I had the privilege to know and work with Chris, not while I was a student, but after I graduated. For a year, before I went to law school, I was a bookmaker, among other things, at the Touchstones Discussion Project, which required my almost daily presence at the Print Shop. Chris trained me in the art of paper cutting, binding, and copying. Soon, not only did I lose fear of operating copying machines, I also became part of Chris' Print Shop family, and my tedious work became much more enjoyable.
During my time at the Print Shop, Chris and I had many conversations about pretty much every subject. I recall one particular anecdote he related about his grocery shopping habits, which I try to practice to this day. He recommended going to the store with specific meals in mind so as not to overspend or buy on impulse, thus defeating the expectations of the grocers. Chris had a rebellious streak in him. He said, in his matter-of-fact way, that one saved much money that way. After three-and-a-half years of St. John's (I was a Febbie), I appreciated Chris' real-world savoir-faire.
While Chris...was unable to finish college, he was well-read, knowledgeable and informed. In his time at the college, he had caught the "Great Books bug," having read many of the books students read, which always made for pleasant conversation, as we discharged our respective duties and tried to drown out the repetitive noise of the printing presses and the copiers. Chris also enjoyed an unexpected perk from the tutors who came every day with material to copy for their classes. Chris would keep an extra copy of any material that interested him (short stories and poetry in particular) and would read them at his leisure.
I last saw Chris during my 10-year reunion in 2007. He showed me the many improvements in equipment and technology that he had accomplished since I had left. As we toured the Print Shop, I could not help but think how proud Chris was of the changes that had occurred. He had brought the Print Shop from the Gutenberg years to the 21st century. Chris was a humble, loyal and dedicated member of the college community. I am not only saddened about his death, but also about the loss for the college.
Juan Villaseñor (A97)
Applauding The Logic of Desire
I recently read and was entranced by...Annapolis tutor Peter Kalkavage's The Logic of Desire: An Introduction to Hegel's Phenomenology.... The book is a remarkable embodiment of the teaching art. Kalkavage creates a living joining of inwardnesses, which he is able to awaken and link in a remarkable way: the inwardness of Hegel's written words, his own inwardness as mediating presence, and the inwardness of the reader. The paradox to me was that when I'm able to teach like this, it's because I can stand in the thing to be understood and in the particular embodied learning soul of the student before me and adapt what I say to the way that student learns, while watching all the time not only what the student says but the modulation in the student's eyes, opaque or melting to insight, resistant or ardent. Kalkavage does the same thing, but without the individual student before him. Yet he addresses the reader in such a way as to reach a wide array of individual readers. His book is a model of this art.
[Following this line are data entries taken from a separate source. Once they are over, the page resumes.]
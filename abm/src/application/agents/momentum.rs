//! Trend Follower Policy
//!
//! Bets on trend continuation.
//! Role: Amplifies rallies, creates feedback loops.
//!
//! Strategy:
//! - Compare the current price to the one observed last round
//! - No previous observation, or a rise of at least 1%: buy (p=0.75) or wait
//! - Otherwise: sell (p=0.20) or wait

use super::{Action, AgentKind, DecisionPolicy, MarketObservation};
use crate::domain::{Holdings, SimResult, check_fraction, check_probability};
use rand::Rng;
use rust_decimal::Decimal;
use serde::{Deserialize, Serialize};

/// Configuration for the trend follower
#[derive(Debug, Clone, PartialEq, Serialize, Deserialize)]
#[serde(default)]
pub struct TrendConfig {
    /// Relative rise since last round that counts as an uptrend
    pub rise_trigger: Decimal,
    /// Probability of buying on an uptrend (otherwise do nothing)
    pub buy_probability: f64,
    /// Probability of selling without an uptrend (otherwise do nothing)
    pub sell_probability: f64,
}

impl Default for TrendConfig {
    fn default() -> Self {
        Self {
            rise_trigger: Decimal::new(1, 2), // 1%
            buy_probability: 0.75,
            sell_probability: 0.20,
        }
    }
}

impl TrendConfig {
    pub fn validate(&self) -> SimResult<()> {
        check_fraction("trend.rise_trigger", self.rise_trigger)?;
        check_probability("trend.buy_probability", self.buy_probability)?;
        check_probability("trend.sell_probability", self.sell_probability)?;
        Ok(())
    }
}

/// Trend follower policy
#[derive(Debug, Clone, Default)]
pub struct TrendFollower {
    config: TrendConfig,
    previous_price: Option<Decimal>,
}

impl TrendFollower {
    pub fn new(config: TrendConfig) -> SimResult<Self> {
        config.validate()?;
        Ok(Self {
            config,
            previous_price: None,
        })
    }

    pub fn config(&self) -> &TrendConfig {
        &self.config
    }

    /// Price seen on the previous decision, if any
    pub fn previous_price(&self) -> Option<Decimal> {
        self.previous_price
    }

    /// True when there is no history yet or the price rose past the trigger
    fn is_uptrend(&self, observation: &MarketObservation) -> bool {
        match self.previous_price.and_then(|p| observation.change_from(p)) {
            None => true,
            Some(change) => change >= self.config.rise_trigger,
        }
    }
}

impl DecisionPolicy for TrendFollower {
    fn decide<R: Rng + ?Sized>(
        &mut self,
        _holdings: &Holdings,
        observation: &MarketObservation,
        rng: &mut R,
    ) -> Action {
        let action = if self.is_uptrend(observation) {
            if rng.gen_bool(self.config.buy_probability) {
                Action::Buy
            } else {
                Action::DoNothing
            }
        } else if rng.gen_bool(self.config.sell_probability) {
            Action::Sell
        } else {
            Action::DoNothing
        };

        self.previous_price = Some(observation.price);
        action
    }

    fn kind(&self) -> AgentKind {
        AgentKind::TrendFollower
    }
}

#[cfg(test)]
mod tests {
    use super::*;
    use rand::SeedableRng;
    use rand::rngs::StdRng;
    use rust_decimal_macros::dec;

    fn holdings() -> Holdings {
        Holdings::new(dec!(1000), 5).unwrap()
    }

    fn obs(price: Decimal) -> MarketObservation {
        MarketObservation::new(price, 1, 100)
    }

    #[test]
    fn test_default_trigger_is_one_percent() {
        assert_eq!(TrendConfig::default().rise_trigger, dec!(0.01));
    }

    #[test]
    fn test_rise_trigger_must_be_fraction() {
        for trigger in [dec!(-0.01), dec!(1), dec!(2.5)] {
            let config = TrendConfig {
                rise_trigger: trigger,
                ..Default::default()
            };
            assert!(matches!(
                TrendFollower::new(config),
                Err(crate::domain::SimError::InvalidParameter {
                    name: "trend.rise_trigger",
                    ..
                })
            ));
        }

        let config = TrendConfig {
            rise_trigger: Decimal::ZERO,
            ..Default::default()
        };
        assert!(TrendFollower::new(config).is_ok());
    }

    #[test]
    fn test_first_round_never_sells() {
        let mut rng = StdRng::seed_from_u64(42);
        for _ in 0..200 {
            let mut trader = TrendFollower::default();
            let action = trader.decide(&holdings(), &obs(dec!(100)), &mut rng);
            assert!(matches!(action, Action::Buy | Action::DoNothing));
        }
    }

    #[test]
    fn test_buys_on_uptrend() {
        let config = TrendConfig {
            buy_probability: 1.0,
            ..Default::default()
        };
        let mut trader = TrendFollower::new(config).unwrap();
        let mut rng = StdRng::seed_from_u64(1);

        trader.decide(&holdings(), &obs(dec!(100)), &mut rng);
        // Exactly 1% counts as a rise
        let action = trader.decide(&holdings(), &obs(dec!(101)), &mut rng);
        assert_eq!(action, Action::Buy);
    }

    #[test]
    fn test_sells_or_waits_without_uptrend() {
        let config = TrendConfig {
            sell_probability: 1.0,
            ..Default::default()
        };
        let mut trader = TrendFollower::new(config).unwrap();
        let mut rng = StdRng::seed_from_u64(1);

        trader.decide(&holdings(), &obs(dec!(100)), &mut rng);
        // A 0.5% rise is below the trigger
        assert_eq!(
            trader.decide(&holdings(), &obs(dec!(100.5)), &mut rng),
            Action::Sell
        );
        assert_eq!(
            trader.decide(&holdings(), &obs(dec!(90)), &mut rng),
            Action::Sell
        );
    }

    #[test]
    fn test_previous_price_always_updated() {
        let mut trader = TrendFollower::default();
        let mut rng = StdRng::seed_from_u64(3);

        assert!(trader.previous_price().is_none());
        trader.decide(&holdings(), &obs(dec!(100)), &mut rng);
        assert_eq!(trader.previous_price(), Some(dec!(100)));
        trader.decide(&holdings(), &obs(dec!(97)), &mut rng);
        assert_eq!(trader.previous_price(), Some(dec!(97)));
    }

    #[test]
    fn test_rejects_bad_probability() {
        let config = TrendConfig {
            buy_probability: 1.2,
            ..Default::default()
        };
        assert!(TrendFollower::new(config).is_err());
    }
}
Kalkavage writes, "Commentaries on the Phenomenology tend to give the reader a summary of its conclusions and teachings, often brilliantly, without necessarily helping him become a better reader of Hegel's book." Becoming a better reader of Hegel's book means to be able "to make sense of things from the inside as they unfold." [This[ points to a deeper effect of Kalkavage's way of shaping our experience of reading his book.
Let me try to say succinctly why this is so by starting with a comparison. If you read John Bunyan's great narrative, The Pilgrim's Progress from This World to That Which is to Come, you will be able to share in the immediate experience of Christian as he moves from one crisis of Christian growth to maturity after another. This is aimed to support more of an inner transformation of the reader than a doctrinal summary of Christian teaching might do.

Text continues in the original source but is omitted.